Le rapprochement entre ATD Quart Monde et l’ADEME s’appuie sur des réserves, formulées par l’association il y a deux ans, sur les scénarios Transition(s) 2050. « Quand par exemple l’ADEME préconise de réduire la taille des logements ou de privilégier les mobilités douces, les personnes qui y vivent déjà pour des raisons financières ne s’y retrouvent pas », relèvent Céline Vercelloni et Sreng Truong. L’ADEME admet cet écueil. « Nos analyses, aujourd’hui basées sur des moyennes, peuvent se trouver en décalage par rapport aux réalités que connaissent certains, et être reçues de manière violente. Il nous faut progresser », reconnaît Sarah Thiriot, sociologue au sein du service Dynamiques sociales de la transition.

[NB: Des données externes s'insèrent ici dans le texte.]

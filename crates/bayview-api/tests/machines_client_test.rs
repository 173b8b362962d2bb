#![allow(clippy::unwrap_used)]
// Integration tests for `MachinesClient` using wiremock.

use serde_json::json;
use url::Url;
use wiremock::matchers::{method, path};
use wiremock::{Mock, MockServer, ResponseTemplate};

use bayview_api::{Error, MachinesClient, TransportConfig};

// ── Helpers ─────────────────────────────────────────────────────────

async fn setup() -> (MockServer, MachinesClient) {
    let server = MockServer::start().await;
    let base_url = Url::parse(&server.uri()).unwrap();
    let client = MachinesClient::with_client(reqwest::Client::new(), base_url);
    (server, client)
}

// ── Happy path ──────────────────────────────────────────────────────

#[tokio::test]
async fn test_list_machines() {
    let (server, client) = setup().await;

    let body = json!({
        "data": {
            "machines": [
                {
                    "name": "PRESS-01",
                    "section": "North",
                    "bay": "A",
                    "column": "3",
                    "source_switch": "B12-24",
                    "ip": "10.0.0.11",
                    "uplink": "U-7",
                    "results": {
                        "ip": { "ip": "10.0.0.11", "alive": true, "ping": 2, "color": "green" }
                    }
                },
                {
                    "name": "LATHE-02",
                    "machine_row": "C",
                    "machine_column": 5
                }
            ]
        }
    });

    Mock::given(method("GET"))
        .and(path("/api/machines"))
        .respond_with(ResponseTemplate::new(200).set_body_json(&body))
        .expect(1)
        .mount(&server)
        .await;

    let machines = client.list_machines().await.unwrap();

    assert_eq!(machines.len(), 2);
    assert_eq!(machines[0].name, "PRESS-01");
    assert_eq!(machines[0].source_switch.as_deref(), Some("B12-24"));
    let probe = machines[0].results.ip.as_ref().unwrap();
    assert!(probe.alive);
    assert_eq!(probe.ping, Some(2.0));
    assert_eq!(machines[1].section, None);
    assert_eq!(machines[1].machine_column.as_deref(), Some("5"));
}

#[tokio::test]
async fn test_list_machines_missing_data_is_empty() {
    let (server, client) = setup().await;

    Mock::given(method("GET"))
        .and(path("/api/machines"))
        .respond_with(ResponseTemplate::new(200).set_body_json(json!({ "ok": true })))
        .mount(&server)
        .await;

    let machines = client.list_machines().await.unwrap();
    assert!(machines.is_empty());
}

#[tokio::test]
async fn test_new_with_default_transport() {
    let server = MockServer::start().await;

    Mock::given(method("GET"))
        .and(path("/api/machines"))
        .respond_with(
            ResponseTemplate::new(200).set_body_json(json!({ "data": { "machines": [] } })),
        )
        .mount(&server)
        .await;

    let client = MachinesClient::new(
        Url::parse(&server.uri()).unwrap(),
        &TransportConfig::default(),
    )
    .unwrap();
    assert!(client.list_machines().await.unwrap().is_empty());
}

// ── Error paths ─────────────────────────────────────────────────────

#[tokio::test]
async fn test_list_machines_http_error() {
    let (server, client) = setup().await;

    Mock::given(method("GET"))
        .and(path("/api/machines"))
        .respond_with(ResponseTemplate::new(502).set_body_string("Bad Gateway"))
        .mount(&server)
        .await;

    let err = client.list_machines().await.unwrap_err();
    assert!(err.is_transient());
    match err {
        Error::Http { status, body } => {
            assert_eq!(status, 502);
            assert_eq!(body, "Bad Gateway");
        }
        other => panic!("expected Http error, got: {other:?}"),
    }
}

#[tokio::test]
async fn test_list_machines_invalid_json() {
    let (server, client) = setup().await;

    Mock::given(method("GET"))
        .and(path("/api/machines"))
        .respond_with(ResponseTemplate::new(200).set_body_string("<html>oops</html>"))
        .mount(&server)
        .await;

    let result = client.list_machines().await;
    assert!(
        matches!(result, Err(Error::Deserialization { ref body, .. }) if body.contains("oops")),
        "expected Deserialization error, got: {result:?}"
    );
}

#[tokio::test]
async fn test_list_machines_connection_refused() {
    // Port 9 (discard) on localhost is essentially never listening.
    let client = MachinesClient::with_client(
        reqwest::Client::new(),
        Url::parse("http://127.0.0.1:9").unwrap(),
    );

    let result = client.list_machines().await;
    assert!(
        matches!(result, Err(Error::Transport(_))),
        "expected Transport error, got: {result:?}"
    );
}
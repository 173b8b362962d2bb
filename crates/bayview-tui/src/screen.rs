//! Screen identifiers, navigable by number keys.

use std::fmt;

use bayview_config::StartView;

#[derive(Debug, Clone, Copy, PartialEq, Eq, Hash, Default)]
pub enum ScreenId {
    /// Section grids with switches and connectors.
    #[default]
    Grid,
    /// Flat per-section machine lists with filters.
    Sections,
}

impl ScreenId {
    /// All screens in tab-bar order.
    pub const ALL: [ScreenId; 2] = [Self::Grid, Self::Sections];

    pub fn number(self) -> u8 {
        match self {
            Self::Grid => 1,
            Self::Sections => 2,
        }
    }

    pub fn from_number(n: u8) -> Option<Self> {
        match n {
            1 => Some(Self::Grid),
            2 => Some(Self::Sections),
            _ => None,
        }
    }

    /// Next screen in tab order (wraps around).
    pub fn next(self) -> Self {
        match self {
            Self::Grid => Self::Sections,
            Self::Sections => Self::Grid,
        }
    }

    pub fn label(self) -> &'static str {
        match self {
            Self::Grid => "Grid",
            Self::Sections => "Sections",
        }
    }
}

impl From<StartView> for ScreenId {
    fn from(view: StartView) -> Self {
        match view {
            StartView::Grid => Self::Grid,
            StartView::Sections => Self::Sections,
        }
    }
}

impl fmt::Display for ScreenId {
    fn fmt(&self, f: &mut fmt::Formatter<'_>) -> fmt::Result {
        f.write_str(self.label())
    }
}

#[cfg(test)]
mod tests {
    use super::*;

    #[test]
    fn number_keys_round_trip() {
        for id in ScreenId::ALL {
            assert_eq!(ScreenId::from_number(id.number()), Some(id));
        }
        assert_eq!(ScreenId::from_number(3), None);
    }

    #[test]
    fn next_wraps() {
        assert_eq!(ScreenId::Grid.next(), ScreenId::Sections);
        assert_eq!(ScreenId::Sections.next(), ScreenId::Grid);
    }
}
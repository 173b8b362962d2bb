use thiserror::Error;

/// Top-level error type for the `bayview-api` crate.
///
/// Covers the REST snapshot endpoint and the Socket.IO push channel.
/// `bayview-core` maps these into user-facing diagnostics.
#[derive(Debug, Error)]
pub enum Error {
    // ── Transport ───────────────────────────────────────────────────
    /// HTTP transport error (connection refused, DNS failure, etc.)
    #[error("HTTP transport error: {0}")]
    Transport(#[from] reqwest::Error),

    /// URL parsing error.
    #[error("Invalid URL: {0}")]
    InvalidUrl(#[from] url::ParseError),

    /// The server URL uses a scheme the push channel cannot map to a websocket.
    #[error("Unsupported URL scheme: {0}")]
    UnsupportedScheme(String),

    /// Request timed out.
    #[error("Request timed out after {timeout_secs}s")]
    Timeout { timeout_secs: u64 },

    /// TLS handshake or certificate error.
    #[error("TLS error: {0}")]
    Tls(String),

    // ── REST ────────────────────────────────────────────────────────
    /// Non-success HTTP status from the snapshot endpoint.
    #[error("HTTP {status}: {body}")]
    Http { status: u16, body: String },

    // ── WebSocket ───────────────────────────────────────────────────
    /// WebSocket connection failed.
    #[error("WebSocket connection failed: {0}")]
    WebSocketConnect(String),

    /// WebSocket closed unexpectedly.
    #[error("WebSocket closed (code {code}): {reason}")]
    WebSocketClosed { code: u16, reason: String },

    /// Malformed Engine.IO / Socket.IO frame, or a handshake the server refused.
    #[error("Socket.IO protocol error: {0}")]
    Protocol(String),

    // ── Data ────────────────────────────────────────────────────────
    /// JSON deserialization failed, with the raw body for debugging.
    #[error("Deserialization error: {message}")]
    Deserialization { message: String, body: String },
}

impl Error {
    /// Returns `true` if this is a transient error worth retrying.
    pub fn is_transient(&self) -> bool {
        match self {
            Self::Transport(e) => e.is_timeout() || e.is_connect(),
            Self::Timeout { .. } | Self::WebSocketConnect(_) | Self::WebSocketClosed { .. } => {
                true
            }
            Self::Http { status, .. } => *status >= 500,
            _ => false,
        }
    }

    /// Returns `true` if the server answered 404 for the requested path.
    pub fn is_not_found(&self) -> bool {
        match self {
            Self::Transport(e) => e.status() == Some(reqwest::StatusCode::NOT_FOUND),
            Self::Http { status: 404, .. } => true,
            _ => false,
        }
    }
}

#[cfg(test)]
mod tests {
    use super::*;

    #[test]
    fn server_errors_are_transient() {
        let err = Error::Http {
            status: 503,
            body: "unavailable".into(),
        };
        assert!(err.is_transient());
        assert!(!err.is_not_found());
    }

    #[test]
    fn protocol_errors_are_not_transient() {
        assert!(!Error::Protocol("bad frame".into()).is_transient());
        assert!(!Error::UnsupportedScheme("ftp".into()).is_transient());
    }

    #[test]
    fn missing_endpoint_is_not_found() {
        let err = Error::Http {
            status: 404,
            body: String::new(),
        };
        assert!(err.is_not_found());
        assert!(!err.is_transient());
    }
}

Vers une feuille de route interne sur la transition juste
Après avoir contribué au rapport Faire de la transition écologique un levier de l’inclusion sociale du Conseil national des politiques de lutte contre la pauvreté et l’exclusion sociale (CNLE) publié en juin 2024, l’ADEME prépare une feuille de route interne sur la transition juste. Un des enjeux forts est la prise en compte de la parole des différents publics. « Si on veut que la transition écologique embarque tout le monde, il faut faire « avec » », souligne Christina Nirup, responsable de la mission Inclusion et transition écologique auprès de la direction générale déléguée, qui conclut le séminaire sur un remerciement adressé aux militants. ATD Quart Monde est résolu à accompagner l’ADEME dans sa transformation à travers d’autres temps de rencontres. « On pourrait cibler des thématiques, et pourquoi pas, faire venir les Adémiens sur le terrain, par exemple auprès du groupe local d’ATD de Nogent-le-Rotrou, qui mène plusieurs actions solidaires en lien avec l’écologie », suggère Sreng Truong à la sortie du séminaire.